Neste estudo, o nome Tempo Quente, assim como a propaganda do programa: “em um fato existem sempre três versões: a da vítima, a do bandido e a verdadeira”, bem como o

slogan: “a crítica só a quem merecer”, fazem uma promessa ao telespectador que sabe que tipo de informação irá receber. O autor defende que é graças à comunicação entre produtores, receptores e emissores que se dá uma leitura correta do gênero.

[...] As emissoras, os programadores, os mediadores como os telespectadores comunicam-se porque eles se situam em um terreno comum. Esse terreno comum, constituído por aquilo que denomino os mundos da televisão, confere sentido aos gêneros televisuais. Mas esse sentido, longe de ser estável, varia no curso das migrações que conhecem os gêneros, da concepção dos programas até sua recepção (JOST, 2004, p. 31).

Para Jost (2004), o gênero é o terreno dos confrontos entre atores sociais com os mais diversos interesses: os produtores que precisam dotar seus programas com uma identidade genérica; os difusores que querem semantizar os objetos para torná-los desejáveis e os receptores para quem a categorização é necessária para poderem interpretar o programa que consomem.

Todo gênero, com efeito, repousa na promessa de uma relação com o mundo cujo modo ou grau de existência condiciona a adesão ou participação do receptor. Os telejornais, os documentários e os “direto” nos dão a impressão de serem testemunhas do mundo... Quando um documento audiovisual faz referência ao mundo, isso significa que nós podemos levar a sério o que nos mostra por três razões: (1) como signo do mundo, ele tem propósitos verificatórios sobre nosso mundo (atualidades, jornal televisivo, reportagens); (2) como signo do autor, ele exprime uma verdade profunda dos seres ou dos indivíduos (que qualquer um lembras quando fala de sentimentos autênticos), como nos testemunhos ou nas transmissões diretas em geral ou nas marcas de indivíduos cuja autoridade não é contestada; (3) como documento, ele traz em si uma verdade incontestável (é o papel de arquivo) (JOST, 2004, p. 33;36).

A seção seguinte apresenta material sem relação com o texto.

use crate::error::{Error, Result};
use std::collections::BTreeMap;

/// Fixed interview rubric: every topic must carry a 1-5 score before feedback
/// can be submitted. 7 competency + 8 core-value topics, 75 points maximum.
pub const COMPETENCY_TOPICS: [&str; 7] = [
    "technical_expertise",
    "problem_solving",
    "communication",
    "teamwork",
    "leadership_potential",
    "adaptability",
    "domain_knowledge",
];

pub const CORE_VALUE_TOPICS: [&str; 8] = [
    "integrity",
    "customer_focus",
    "accountability",
    "collaboration",
    "innovation",
    "excellence",
    "respect",
    "continuous_learning",
];

pub const MIN_SCORE: i32 = 1;
pub const MAX_SCORE_PER_TOPIC: i32 = 5;

pub fn max_total_score() -> i32 {
    (COMPETENCY_TOPICS.len() + CORE_VALUE_TOPICS.len()) as i32 * MAX_SCORE_PER_TOPIC
}

#[derive(Debug, Clone, PartialEq)]
pub struct RubricResult {
    pub total_score: i32,
    pub max_score: i32,
    pub percentage: i32,
}

/// Validates both score maps against the fixed topic lists and computes the
/// totals. Partial submissions are rejected: a missing topic, an unknown
/// topic, or an out-of-range score all fail.
pub fn score_rubric(
    competency: &BTreeMap<String, i32>,
    core_values: &BTreeMap<String, i32>,
) -> Result<RubricResult> {
    validate_section("competency", competency, &COMPETENCY_TOPICS)?;
    validate_section("core value", core_values, &CORE_VALUE_TOPICS)?;

    let total_score: i32 = competency.values().sum::<i32>() + core_values.values().sum::<i32>();
    let max_score = max_total_score();
    let percentage = ((total_score as f64 / max_score as f64) * 100.0).round() as i32;

    Ok(RubricResult {
        total_score,
        max_score,
        percentage,
    })
}

fn validate_section(
    section: &str,
    scores: &BTreeMap<String, i32>,
    topics: &[&str],
) -> Result<()> {
    for topic in topics {
        match scores.get(*topic) {
            None => {
                return Err(Error::BadRequest(format!(
                    "Missing {} score for '{}'",
                    section, topic
                )))
            }
            Some(score) if *score < MIN_SCORE || *score > MAX_SCORE_PER_TOPIC => {
                return Err(Error::BadRequest(format!(
                    "Score for '{}' must be between {} and {}",
                    topic, MIN_SCORE, MAX_SCORE_PER_TOPIC
                )))
            }
            Some(_) => {}
        }
    }
    if scores.len() != topics.len() {
        let unknown: Vec<&str> = scores
            .keys()
            .filter(|k| !topics.contains(&k.as_str()))
            .map(|k| k.as_str())
            .collect();
        return Err(Error::BadRequest(format!(
            "Unknown {} topics: {}",
            section,
            unknown.join(", ")
        )));
    }
    Ok(())
}

#[cfg(test)]
mod tests {
    use super::*;

    fn all_scored(topics: &[&str], score: i32) -> BTreeMap<String, i32> {
        topics.iter().map(|t| (t.to_string(), score)).collect()
    }

    #[test]
    fn all_threes_scores_sixty_percent() {
        let result = score_rubric(
            &all_scored(&COMPETENCY_TOPICS, 3),
            &all_scored(&CORE_VALUE_TOPICS, 3),
        )
        .unwrap();
        assert_eq!(result.total_score, 45);
        assert_eq!(result.max_score, 75);
        assert_eq!(result.percentage, 60);
    }

    #[test]
    fn perfect_score_is_hundred_percent() {
        let result = score_rubric(
            &all_scored(&COMPETENCY_TOPICS, 5),
            &all_scored(&CORE_VALUE_TOPICS, 5),
        )
        .unwrap();
        assert_eq!(result.total_score, 75);
        assert_eq!(result.percentage, 100);
    }

    #[test]
    fn percentage_rounds_to_nearest() {
        // 7x1 + 8x5 = 47 -> 62.67% -> 63
        let result = score_rubric(
            &all_scored(&COMPETENCY_TOPICS, 1),
            &all_scored(&CORE_VALUE_TOPICS, 5),
        )
        .unwrap();
        assert_eq!(result.total_score, 47);
        assert_eq!(result.percentage, 63);
    }

    #[test]
    fn missing_topic_is_rejected() {
        let mut competency = all_scored(&COMPETENCY_TOPICS, 4);
        competency.remove("teamwork");
        let err = score_rubric(&competency, &all_scored(&CORE_VALUE_TOPICS, 4));
        assert!(err.is_err());
    }

    #[test]
    fn out_of_range_score_is_rejected() {
        let mut competency = all_scored(&COMPETENCY_TOPICS, 4);
        competency.insert("teamwork".into(), 6);
        assert!(score_rubric(&competency, &all_scored(&CORE_VALUE_TOPICS, 4)).is_err());

        let mut core = all_scored(&CORE_VALUE_TOPICS, 2);
        core.insert("respect".into(), 0);
        assert!(score_rubric(&all_scored(&COMPETENCY_TOPICS, 2), &core).is_err());
    }

    #[test]
    fn unknown_topic_is_rejected() {
        let mut competency = all_scored(&COMPETENCY_TOPICS, 3);
        competency.insert("vibes".into(), 3);
        assert!(score_rubric(&competency, &all_scored(&CORE_VALUE_TOPICS, 3)).is_err());
    }
}
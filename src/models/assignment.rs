use chrono::{DateTime, Utc};
use serde::{Deserialize, Serialize};
use sqlx::FromRow;
use uuid::Uuid;

/// Binding of a candidate to an interviewer. Superseded rows are kept with
/// `is_active = false`; a partial unique index guarantees at most one active
/// assignment per candidate.
#[derive(Debug, Clone, Serialize, Deserialize, FromRow)]
pub struct CandidateAssignment {
    pub id: Uuid,
    pub candidate_id: Uuid,
    pub interviewer_name: String,
    pub interviewer_email: String,
    pub status: String,
    pub note: Option<String>,
    pub is_active: bool,
    pub assigned_by: Option<Uuid>,
    pub assigned_by_email: Option<String>,
    pub created_at: Option<DateTime<Utc>>,
    pub updated_at: Option<DateTime<Utc>>,
}
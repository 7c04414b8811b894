use tern_core::{Instruction, Op};

/// Builder for instruction lists.
///
/// `start` is the absolute index the first emitted instruction will occupy
/// in the enclosing program, so `current_index` can be used directly as a
/// jump target.
pub struct Emitter {
    code: Vec<Instruction>,
    start: usize,
}

impl Emitter {
    pub fn new() -> Self {
        Emitter::at(0)
    }

    pub fn at(start: usize) -> Self {
        Emitter {
            code: Vec::new(),
            start,
        }
    }

    pub fn emit(&mut self, inst: Instruction) {
        self.code.push(inst);
    }

    pub fn emit_op(&mut self, op: Op) {
        self.emit(Instruction::new(op));
    }

    pub fn emit_with(&mut self, op: Op, operand: u64) {
        self.emit(Instruction::with_operand(op, operand));
    }

    /// Emit `op` with a zero operand to be filled in later.
    /// Returns the local slot of the placeholder for `patch`/`patch_jump`.
    pub fn emit_placeholder(&mut self, op: Op) -> usize {
        let slot = self.code.len();
        self.emit(Instruction::new(op));
        slot
    }

    /// Replace the instruction at a placeholder slot.
    pub fn patch(&mut self, slot: usize, inst: Instruction) {
        self.code[slot] = inst;
    }

    /// Point the jump at `slot` to the next instruction to be emitted.
    pub fn patch_jump(&mut self, slot: usize) {
        let target = self.current_index() as u64;
        self.code[slot].set_operand(target);
    }

    /// Absolute index of the next instruction.
    pub fn current_index(&self) -> usize {
        self.start + self.code.len()
    }

    /// Append a block verbatim. Its jump targets are not rewritten.
    pub fn append(&mut self, block: Vec<Instruction>) {
        self.code.extend(block);
    }

    pub fn len(&self) -> usize {
        self.code.len()
    }

    pub fn is_empty(&self) -> bool {
        self.code.is_empty()
    }

    pub fn into_instructions(self) -> Vec<Instruction> {
        self.code
    }
}

impl Default for Emitter {
    fn default() -> Self {
        Self::new()
    }
}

Um problema observado pelo autor é que o telejornal, embora pretendendo falar da realidade, a reduziu ao visível, ao ponto de, às vezes, a existência dos acontecimentos depender de sua capacidade de visualização. A imagem funciona como testemunha ocular, quando na realidade não se é capaz de abordar todos os ângulos possíveis de uma imagem. Ela é também uma construção de quem a produz e sua interpretação é induzida pela fala do repórter e do apresentador que, no caso do programa estudado, emite sua opinião sobre os fatos, na maioria das vezes, interpretando-os. O interesse do telespectador pelo telejornal está na expectativa de que ele expresse a realidade à qual pertencemos, seja de perto ou de longe.

2.2.3.4 Mediação Videotécnica

Tomando-se como base o estudo sobre a telenovela, realizado por Lopes, Borelli e Resende (2002), fizeram-se algumas adaptações para que essa mediação fosse utilizada nessa

pesquisa. Procurou-se identificar “modelos de análise do texto audiovisual” e verificar como as técnicas presentes na construção do programa estabelecem ligações entre a produção e os receptores. O que se pretendeu mostrar é que há uma linguagem que possibilita um “contrato de recepção” entre produtor e consumidor. Sob a ótica desta mediação, o programa é um produto, um formato, por isso se buscou identificar a forma cultural e os recursos de linguagem utilizados nessa construção. Acredita-se que essa mediação tenha duas dimensões, a da produção e da recepção que, articuladas, dão origem a determinadas operações nas quais ocorrem as negociações para a construção de sentido. Na parte da produção procurou-se observar o ritmo e a rotina de trabalho e o que pensa o apresentador sobre o produto. Na operação de sentido buscou-se verificar como os produtores e receptores constroem as representações das matérias jornalísticas apresentadas no programa; como percebem a mensagem e se compartilham um repertório de significados.